A Two-Person School Board Youth Movement. Steve Williamson and Karen McClelland welcome Markus Ceniceros and Mikah Dyer, both of whom decided to run for school boards just after turning 18. Markus is running for a second term on the Littleton Governing Board in Avondale, AZ. And Mikah is running for the Peoria Unified District school board. Both are also going to college full-time.
Asked why he chose to run Ceniceros says, “The big reason why I decided to run for office is because I felt a void in my community, particularly we were going through the pandemic and I was personally struggling with my mental health and my sexuality and I really figured that, you know, leaders in education were not talking about these issues that young people really cared about, and I wanted to run to provide a new generation of leadership – not just for my school district, but for my area as a whole.”

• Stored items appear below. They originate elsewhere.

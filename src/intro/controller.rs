//! IntroStateController decides whether the intro shows and records how it ended.

use std::sync::{Arc, Mutex};
use std::time::Duration;

use tokio::sync::{RwLock, broadcast};
use tracing::{debug, info};

use super::events::IntroEvent;
use super::preference::{IntroPreference, MotionQuery};
use super::state::IntroVisibility;
use super::timer::TimerSet;
use crate::store::PreferenceStore;

/// Per-mount intro visibility, backed by the preference store.
///
/// Evaluated once in [`IntroStateController::mount`]; later preference
/// changes only affect the next mount.
pub struct IntroStateController {
    store: PreferenceStore,
    visibility: Arc<RwLock<IntroVisibility>>,
    preference: RwLock<IntroPreference>,
    events: broadcast::Sender<IntroEvent>,
    grace: Duration,
    grace_timer: Mutex<TimerSet>,
}

impl IntroStateController {
    /// Evaluate the stored preference, seen-flags, and reduced-motion signal.
    pub async fn mount(
        store: PreferenceStore,
        motion: &dyn MotionQuery,
        grace: Duration,
        events: broadcast::Sender<IntroEvent>,
    ) -> Arc<Self> {
        let (visibility, preference) = if motion.prefers_reduced_motion().unwrap_or(false) {
            info!("Reduced motion requested, intro suppressed");
            (IntroVisibility::finished(), IntroPreference::default())
        } else {
            let preference = store.load_preference().await;
            let flags = store.load_seen_flags().await;
            let show = preference.should_show(flags);
            info!(
                preference = %preference,
                seen_ever = flags.ever,
                seen_session = flags.session,
                show,
                "Intro evaluated"
            );
            let visibility = if show {
                IntroVisibility::showing()
            } else {
                IntroVisibility::finished()
            };
            (visibility, preference)
        };

        Arc::new(Self {
            store,
            visibility: Arc::new(RwLock::new(visibility)),
            preference: RwLock::new(preference),
            events,
            grace,
            grace_timer: Mutex::new(TimerSet::new()),
        })
    }

    pub async fn visibility(&self) -> IntroVisibility {
        *self.visibility.read().await
    }

    pub async fn should_show(&self) -> bool {
        self.visibility.read().await.should_show
    }

    pub async fn is_complete(&self) -> bool {
        self.visibility.read().await.is_complete
    }

    pub async fn preference(&self) -> IntroPreference {
        *self.preference.read().await
    }

    /// Immediate exit: hide now and remember the intro was seen.
    pub async fn skip(&self) {
        self.cancel_grace();
        set_visibility(&self.visibility, &self.events, IntroVisibility::finished()).await;
        self.store.mark_seen().await;
        info!("Intro skipped");
    }

    /// Natural finish: complete now, hide after the grace window.
    pub async fn complete(&self) {
        {
            let current = *self.visibility.read().await;
            set_visibility(
                &self.visibility,
                &self.events,
                IntroVisibility {
                    should_show: current.should_show,
                    is_complete: true,
                },
            )
            .await;
        }
        self.store.mark_seen().await;
        info!(grace_ms = self.grace.as_millis() as u64, "Intro completed");

        let visibility = Arc::clone(&self.visibility);
        let events = self.events.clone();
        let grace = self.grace;
        if let Ok(mut timer) = self.grace_timer.lock() {
            timer.cancel_all();
            timer.spawn(async move {
                tokio::time::sleep(grace).await;
                set_visibility(&visibility, &events, IntroVisibility::finished()).await;
                debug!("Intro overlay hidden after grace window");
            });
        }
    }

    /// Update the preference locally and persist it.
    pub async fn set_preference(&self, pref: IntroPreference) {
        *self.preference.write().await = pref;
        self.store.save_preference(pref).await;
        let _ = self.events.send(IntroEvent::PreferenceChanged { preference: pref });
        info!(preference = %pref, "Intro preference updated");
    }

    /// Drop any pending grace timer (component unmounted).
    pub fn unmount(&self) {
        self.cancel_grace();
    }

    fn cancel_grace(&self) {
        if let Ok(mut timer) = self.grace_timer.lock() {
            timer.cancel_all();
        }
    }
}

impl Drop for IntroStateController {
    fn drop(&mut self) {
        self.cancel_grace();
    }
}

async fn set_visibility(
    visibility: &RwLock<IntroVisibility>,
    events: &broadcast::Sender<IntroEvent>,
    next: IntroVisibility,
) {
    let mut current = visibility.write().await;
    if *current != next {
        *current = next;
        // Ok if no renderer is listening.
        let _ = events.send(IntroEvent::visibility(next));
    }
}

#[cfg(test)]
mod tests {
    use super::*;
    use crate::intro::events::event_channel;
    use crate::intro::preference::{SeenFlags, StaticMotion};
    use crate::store::MemoryStore;

    const GRACE: Duration = Duration::from_millis(500);

    struct Fixture {
        durable: Arc<MemoryStore>,
        session: Arc<MemoryStore>,
    }

    impl Fixture {
        fn new() -> Self {
            Self {
                durable: MemoryStore::new(),
                session: MemoryStore::new(),
            }
        }

        fn store(&self) -> PreferenceStore {
            PreferenceStore::new(self.durable.clone(), self.session.clone())
        }

        async fn mount(&self, reduced_motion: Option<bool>) -> Arc<IntroStateController> {
            IntroStateController::mount(
                self.store(),
                &StaticMotion(reduced_motion),
                GRACE,
                event_channel(),
            )
            .await
        }

        async fn mount_with(&self, pref: IntroPreference) -> Arc<IntroStateController> {
            self.store().save_preference(pref).await;
            self.mount(None).await
        }
    }

    #[tokio::test]
    async fn always_shows() {
        let fx = Fixture::new();
        fx.store().mark_seen().await;
        let c = fx.mount_with(IntroPreference::Always).await;
        assert_eq!(c.visibility().await, IntroVisibility::showing());
        assert_eq!(c.preference().await, IntroPreference::Always);
    }

    #[tokio::test]
    async fn never_is_hidden_and_complete_regardless_of_flags() {
        for seen in [false, true] {
            let fx = Fixture::new();
            if seen {
                fx.store().mark_seen().await;
            }
            let c = fx.mount_with(IntroPreference::Never).await;
            assert_eq!(c.visibility().await, IntroVisibility::finished());
        }
    }

    #[tokio::test]
    async fn once_shows_until_seen() {
        let fx = Fixture::new();
        let first = fx.mount_with(IntroPreference::Once).await;
        assert!(first.should_show().await);

        fx.store().mark_seen().await;

        // Reload with the same durable store, new session.
        fx.store().end_session().await;
        let second = fx.mount(None).await;
        assert!(!second.should_show().await);
        assert!(second.is_complete().await);
    }

    #[tokio::test]
    async fn session_shows_once_per_session() {
        let fx = Fixture::new();
        let first = fx.mount_with(IntroPreference::Session).await;
        assert!(first.should_show().await);
        first.skip().await;

        let second = fx.mount(None).await;
        assert!(!second.should_show().await);

        fx.store().end_session().await;
        let third = fx.mount(None).await;
        assert!(third.should_show().await);
    }

    #[tokio::test]
    async fn reduced_motion_overrides_every_preference() {
        use IntroPreference::*;
        for pref in [Always, Session, Once, Never] {
            let fx = Fixture::new();
            fx.store().save_preference(pref).await;
            let c = fx.mount(Some(true)).await;
            assert_eq!(c.visibility().await, IntroVisibility::finished(), "{pref}");
        }
    }

    #[tokio::test]
    async fn missing_motion_api_animates() {
        let fx = Fixture::new();
        let c = fx.mount(None).await;
        assert!(c.should_show().await);
        let c = fx.mount(Some(false)).await;
        assert!(c.should_show().await);
    }

    #[tokio::test]
    async fn unavailable_storage_shows_intro() {
        let store = PreferenceStore::new(MemoryStore::unavailable(), MemoryStore::unavailable());
        let c = IntroStateController::mount(store, &StaticMotion(None), GRACE, event_channel())
            .await;
        assert_eq!(c.visibility().await, IntroVisibility::showing());
        // Skip still settles even though nothing persists.
        c.skip().await;
        assert_eq!(c.visibility().await, IntroVisibility::finished());
    }

    #[tokio::test]
    async fn skip_hides_immediately_and_marks_seen() {
        let fx = Fixture::new();
        let c = fx.mount(None).await;
        c.skip().await;
        assert_eq!(c.visibility().await, IntroVisibility::finished());
        assert_eq!(
            fx.store().load_seen_flags().await,
            SeenFlags {
                ever: true,
                session: true
            }
        );
    }

    #[tokio::test]
    async fn double_skip_matches_single_skip() {
        let single = Fixture::new();
        single.mount(None).await.skip().await;

        let double = Fixture::new();
        let c = double.mount(None).await;
        c.skip().await;
        c.skip().await;

        assert_eq!(single.durable.snapshot().await, double.durable.snapshot().await);
        assert_eq!(single.session.snapshot().await, double.session.snapshot().await);
    }

    #[tokio::test(start_paused = true)]
    async fn complete_hides_after_grace() {
        let fx = Fixture::new();
        let c = fx.mount(None).await;

        c.complete().await;
        assert_eq!(
            c.visibility().await,
            IntroVisibility {
                should_show: true,
                is_complete: true
            }
        );
        assert!(fx.store().load_seen_flags().await.ever);

        tokio::time::sleep(Duration::from_millis(499)).await;
        assert!(c.should_show().await);

        tokio::time::sleep(Duration::from_millis(2)).await;
        assert_eq!(c.visibility().await, IntroVisibility::finished());
    }

    #[tokio::test(start_paused = true)]
    async fn unmount_cancels_grace_timer() {
        let fx = Fixture::new();
        let c = fx.mount(None).await;
        c.complete().await;
        c.unmount();
        tokio::time::sleep(Duration::from_secs(1)).await;
        // Grace never ran; the overlay state is left as it was.
        assert!(c.should_show().await);
    }

    #[tokio::test]
    async fn set_preference_persists_and_broadcasts() {
        let fx = Fixture::new();
        let events = event_channel();
        let mut rx = events.subscribe();
        let c = IntroStateController::mount(fx.store(), &StaticMotion(None), GRACE, events).await;

        c.set_preference(IntroPreference::Once).await;
        assert_eq!(c.preference().await, IntroPreference::Once);
        assert_eq!(fx.store().load_preference().await, IntroPreference::Once);
        assert_eq!(
            rx.recv().await.unwrap(),
            IntroEvent::PreferenceChanged {
                preference: IntroPreference::Once
            }
        );
        // This mount keeps its decision.
        assert!(c.should_show().await);
    }

    #[tokio::test]
    async fn visibility_events_only_on_change() {
        let fx = Fixture::new();
        let events = event_channel();
        let mut rx = events.subscribe();
        let c = IntroStateController::mount(fx.store(), &StaticMotion(None), GRACE, events).await;

        c.skip().await;
        c.skip().await;

        assert_eq!(
            rx.recv().await.unwrap(),
            IntroEvent::visibility(IntroVisibility::finished())
        );
        assert!(rx.try_recv().is_err());
    }
}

Asked the same question, Dyer responds that, when he attended a school board meeting in support of a teacher who was facing some backlash and verbal attacks from board members because she was teaching about the Black Lives Matter movement in context of other social movements. As he continued to attend board meetings, he observed, “A lot of the time, the adults in the room were not acting like it.”
Commenting on the ideology that recently led his school board to reject federal funding for social workers in schools, Dyer notes, “For a number of years, and I think since Covid, we’ve seen this kind of targeted attack on public education.” As for parents’ fears of indoctrinating students, he says, “Teachers don’t have the time in the day to indoctrinate your students.”
Ceniceros adds, “Especially here in Arizona, we’ve been ground zero for this big movement to dismantle and destroy public education.” Citing a quote from a workshop he attended, Ceniceros continues, “The way I see it, public education is the last line for a community’s democracy.”